[Stored items]

^^^^^^^^^^^^^^^^

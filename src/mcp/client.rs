//! MCP client for connecting to MCP servers
//!
//! Owns one session with one server: handshake, discovery, invocation and
//! teardown. The transport is exclusively owned by the client; dropping the
//! client without [`McpClient::disconnect`] still kills a stdio server
//! because the child process is spawned with `kill_on_drop`.

use serde::de::DeserializeOwned;
use serde_json::Value;
use std::collections::HashSet;
use std::sync::atomic::{AtomicU64, Ordering};
use std::time::Duration;
use tokio::sync::Mutex;
use tracing::{debug, info, warn};

use super::protocol::{
    GetPromptResult, InitializeResult, McpContent, McpNotification, McpPrompt, McpRequest,
    McpResource, McpTool, McpToolResult, Page, ReadResourceResult,
};
use super::transport::{HttpTransport, StdioTransport, Transport};
use crate::config::{McpConfig, McpServerConfig};
use crate::error::{Error, Result};

/// A live, initialized protocol session.
#[derive(Debug, Clone)]
pub struct Session {
    /// What the server answered to `initialize`
    pub init: InitializeResult,
}

/// Outcome of probing an optional server capability.
#[derive(Debug, Clone, PartialEq)]
pub enum Capability<T> {
    /// The server answered the list request
    Supported(Vec<T>),
    /// The server refused or failed the list request
    Unsupported { reason: String },
}

impl<T> Capability<T> {
    /// Items if supported, otherwise an empty list
    pub fn into_items(self) -> Vec<T> {
        match self {
            Capability::Supported(items) => items,
            Capability::Unsupported { .. } => Vec::new(),
        }
    }

    pub fn is_supported(&self) -> bool {
        matches!(self, Capability::Supported(_))
    }

    /// Turn `Unsupported` into an error for callers that cannot do without it
    pub fn require(self, capability: &str) -> Result<Vec<T>> {
        match self {
            Capability::Supported(items) => Ok(items),
            Capability::Unsupported { reason } => Err(Error::UnsupportedCapability {
                capability: capability.to_string(),
                reason,
            }),
        }
    }
}

/// First content item of a tool result, reduced to something a chat model can read.
#[derive(Debug, Clone, PartialEq)]
pub enum ToolOutput {
    /// Text content
    Text(String),
    /// Image, audio, embedded resource, ...
    NonText { kind: String, rendered: String },
    /// The tool returned no content items
    Empty,
}

impl ToolOutput {
    /// Returned in place of content when a tool produced none
    pub const EMPTY_SENTINEL: &'static str = "No content returned from tool";

    fn from_result(result: McpToolResult) -> Self {
        match result.content.into_iter().next() {
            None => ToolOutput::Empty,
            Some(content) => match content.as_text() {
                Some(text) => ToolOutput::Text(text.to_string()),
                None => ToolOutput::NonText {
                    kind: content_kind(&content),
                    rendered: serde_json::to_string(&content).unwrap_or_default(),
                },
            },
        }
    }

    /// Plain text for the conversation
    pub fn into_text(self) -> String {
        match self {
            ToolOutput::Text(text) => text,
            ToolOutput::NonText { kind, rendered } => {
                format!("[non-text content: {}] {}", kind, rendered)
            }
            ToolOutput::Empty => Self::EMPTY_SENTINEL.to_string(),
        }
    }
}

impl std::fmt::Display for ToolOutput {
    fn fmt(&self, f: &mut std::fmt::Formatter<'_>) -> std::fmt::Result {
        write!(f, "{}", self.clone().into_text())
    }
}

fn content_kind(content: &McpContent) -> String {
    match content.mime_type {
        Some(ref mime) => format!("{} ({})", content.content_type, mime),
        None => content.content_type.clone(),
    }
}
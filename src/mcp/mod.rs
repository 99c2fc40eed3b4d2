//! MCP (Model Context Protocol) module
//!
//! Connects to one MCP server, discovers its tools (and, when the server has
//! them, resources and prompts) and invokes tools on the agent's behalf.
//!
//! ## Architecture
//!
//! - **client**: session lifecycle, discovery and invocation
//! - **protocol**: Wire protocol types (JSON-RPC based)
//! - **transport**: stdio and streamable-HTTP transports
//! - **bridge**: translation into the chat-completion function-calling shapes
//!
//! ## Usage
//!
//! ```rust,no_run
//! use mcpagent::config::{McpConfig, McpServerConfig};
//! use mcpagent::mcp::McpClient;
//!
//! # async fn example() -> mcpagent::Result<()> {
//! let config = McpConfig {
//!     server: McpServerConfig::Docker {
//!         image: "mcp/duckduckgo:latest".into(),
//!         runner: "docker".into(),
//!     },
//!     ..Default::default()
//! };
//! let client = McpClient::connect(&config).await?;
//!
//! let tools = client.list_tools().await?;
//! let prompts = client.list_prompts().await?; // empty if unsupported
//!
//! let result = client.call_tool("search", serde_json::json!({"query": "rust"})).await?;
//! println!("{}", result);
//!
//! client.disconnect().await?;
//! # Ok(())
//! # }
//! ```

pub mod bridge;
mod client;
mod protocol;
mod transport;

#[cfg(test)]
pub(crate) mod testing;

pub use client::{Capability, McpClient, Session, ToolOutput};
pub use protocol::{
    InitializeResult, McpContent, McpError, McpNotification, McpPrompt, McpPromptArgument, McpRequest,
    McpResource, McpResponse, McpTool, McpToolResult, ServerCapabilities, ServerInfo,
    PROTOCOL_VERSION,
};
pub use transport::{HttpTransport, StdioTransport, Transport, SESSION_HEADER};
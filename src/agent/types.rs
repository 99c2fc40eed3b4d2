//! Type definitions for the agent module

use serde::{Deserialize, Deserializer, Serialize};

/// Role of a message in a conversation
#[derive(Debug, Clone, Copy, PartialEq, Eq, Serialize, Deserialize)]
#[serde(rename_all = "lowercase")]
pub enum Role {
    /// System message providing context and instructions
    System,
    /// User message
    User,
    /// Assistant (AI) response
    Assistant,
    /// Tool/function result
    Tool,
}

impl std::fmt::Display for Role {
    fn fmt(&self, f: &mut std::fmt::Formatter<'_>) -> std::fmt::Result {
        match self {
            Role::System => write!(f, "system"),
            Role::User => write!(f, "user"),
            Role::Assistant => write!(f, "assistant"),
            Role::Tool => write!(f, "tool"),
        }
    }
}

/// A message in a conversation
#[derive(Debug, Clone, PartialEq, Serialize, Deserialize)]
pub struct Message {
    /// Role of the message sender
    pub role: Role,
    /// Content of the message (`null` on the wire reads as empty)
    #[serde(default, deserialize_with = "null_as_empty")]
    pub content: String,
    /// Optional tool call ID (for tool messages)
    #[serde(skip_serializing_if = "Option::is_none")]
    pub tool_call_id: Option<String>,
    /// Optional tool calls made by assistant
    #[serde(skip_serializing_if = "Option::is_none")]
    pub tool_calls: Option<Vec<AssistantToolCall>>,
}

fn null_as_empty<'de, D: Deserializer<'de>>(deserializer: D) -> Result<String, D::Error> {
    Ok(Option::<String>::deserialize(deserializer)?.unwrap_or_default())
}

impl Message {
    fn new(role: Role, content: impl Into<String>) -> Self {
        Message {
            role,
            content: content.into(),
            tool_call_id: None,
            tool_calls: None,
        }
    }

    /// Create a new system message
    pub fn system(content: impl Into<String>) -> Self {
        Self::new(Role::System, content)
    }

    /// Create a new user message
    pub fn user(content: impl Into<String>) -> Self {
        Self::new(Role::User, content)
    }

    /// Create a new assistant message
    pub fn assistant(content: impl Into<String>) -> Self {
        Self::new(Role::Assistant, content)
    }

    /// Create an assistant message that requests tool calls
    pub fn assistant_with_calls(content: impl Into<String>, calls: Vec<AssistantToolCall>) -> Self {
        Message {
            tool_calls: Some(calls),
            ..Self::new(Role::Assistant, content)
        }
    }

    /// Create a new tool result message
    pub fn tool(tool_call_id: impl Into<String>, content: impl Into<String>) -> Self {
        Message {
            tool_call_id: Some(tool_call_id.into()),
            ..Self::new(Role::Tool, content)
        }
    }

    /// Tool calls this message asks for (empty for anything but assistant turns)
    pub fn pending_tool_calls(&self) -> &[AssistantToolCall] {
        self.tool_calls.as_deref().unwrap_or_default()
    }
}

/// Tool call made by the assistant
#[derive(Debug, Clone, PartialEq, Serialize, Deserialize)]
pub struct AssistantToolCall {
    /// Unique ID for this tool call
    pub id: String,
    /// Type of tool call (usually "function")
    #[serde(rename = "type", default = "function_type")]
    pub call_type: String,
    /// Function details
    pub function: FunctionCall,
}

fn function_type() -> String {
    "function".to_string()
}

impl AssistantToolCall {
    /// Function call with JSON-encoded `arguments`
    pub fn function(id: impl Into<String>, name: impl Into<String>, arguments: impl Into<String>) -> Self {
        AssistantToolCall {
            id: id.into(),
            call_type: function_type(),
            function: FunctionCall {
                name: name.into(),
                arguments: arguments.into(),
            },
        }
    }
}

/// Function call details
#[derive(Debug, Clone, PartialEq, Serialize, Deserialize)]
pub struct FunctionCall {
    /// Name of the function to call
    pub name: String,
    /// Arguments as JSON string
    #[serde(default)]
    pub arguments: String,
}

/// Request to a chat completion endpoint
#[derive(Debug, Clone, Serialize)]
pub struct ChatCompletionRequest {
    /// Messages in the conversation
    pub messages: Vec<Message>,
    /// Maximum tokens to generate
    #[serde(skip_serializing_if = "Option::is_none")]
    pub max_tokens: Option<u32>,
    /// Sampling temperature
    #[serde(skip_serializing_if = "Option::is_none")]
    pub temperature: Option<f32>,
    /// Available tools/functions
    #[serde(skip_serializing_if = "Option::is_none")]
    pub tools: Option<Vec<ToolDefinition>>,
    /// Tool choice strategy
    #[serde(skip_serializing_if = "Option::is_none")]
    pub tool_choice: Option<ToolChoice>,
}

/// Tool definition for function calling
#[derive(Debug, Clone, PartialEq, Serialize, Deserialize)]
pub struct ToolDefinition {
    /// Type of tool (usually "function")
    #[serde(rename = "type")]
    pub tool_type: String,
    /// Function definition
    pub function: FunctionDefinition,
}

/// Function definition for tools
#[derive(Debug, Clone, PartialEq, Serialize, Deserialize)]
pub struct FunctionDefinition {
    /// Name of the function
    pub name: String,
    /// Description of what the function does
    pub description: String,
    /// JSON Schema for function parameters
    pub parameters: serde_json::Value,
}

/// Tool choice strategy
#[derive(Debug, Clone, Serialize, Deserialize)]
#[serde(rename_all = "lowercase")]
pub enum ToolChoice {
    /// Let the model decide
    Auto,
}

/// Response from a chat completion endpoint
#[derive(Debug, Clone, Deserialize)]
pub struct ChatCompletionResponse {
    /// Unique ID for this completion
    #[serde(default)]
    pub id: String,
    /// Model used
    #[serde(default)]
    pub model: String,
    /// Completion choices
    #[serde(default)]
    pub choices: Vec<Choice>,
    /// Usage statistics
    pub usage: Option<Usage>,
}

/// A completion choice
#[derive(Debug, Clone, Deserialize)]
pub struct Choice {
    /// Index of this choice
    #[serde(default)]
    pub index: u32,
    /// The generated message
    pub message: Message,
    /// Reason for stopping
    pub finish_reason: Option<String>,
}

/// Token usage statistics
#[derive(Debug, Clone, Default, Deserialize)]
pub struct Usage {
    /// Tokens in the prompt
    #[serde(default)]
    pub prompt_tokens: u32,
    /// Tokens in the completion
    #[serde(default)]
    pub completion_tokens: u32,
    /// Total tokens used
    #[serde(default)]
    pub total_tokens: u32,
}

/// Generation options for chat completions
#[derive(Debug, Clone, Default)]
pub struct GenerationOptions {
    /// Maximum tokens to generate
    pub max_tokens: Option<u32>,
    /// Sampling temperature (0.0 - 2.0)
    pub temperature: Option<f32>,
}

^^^^^^^^^^^^^^^^

Look through the data and gather every line with the string "made" in it.

    /// Optional tool calls made by assistant
/// Tool call made by the assistant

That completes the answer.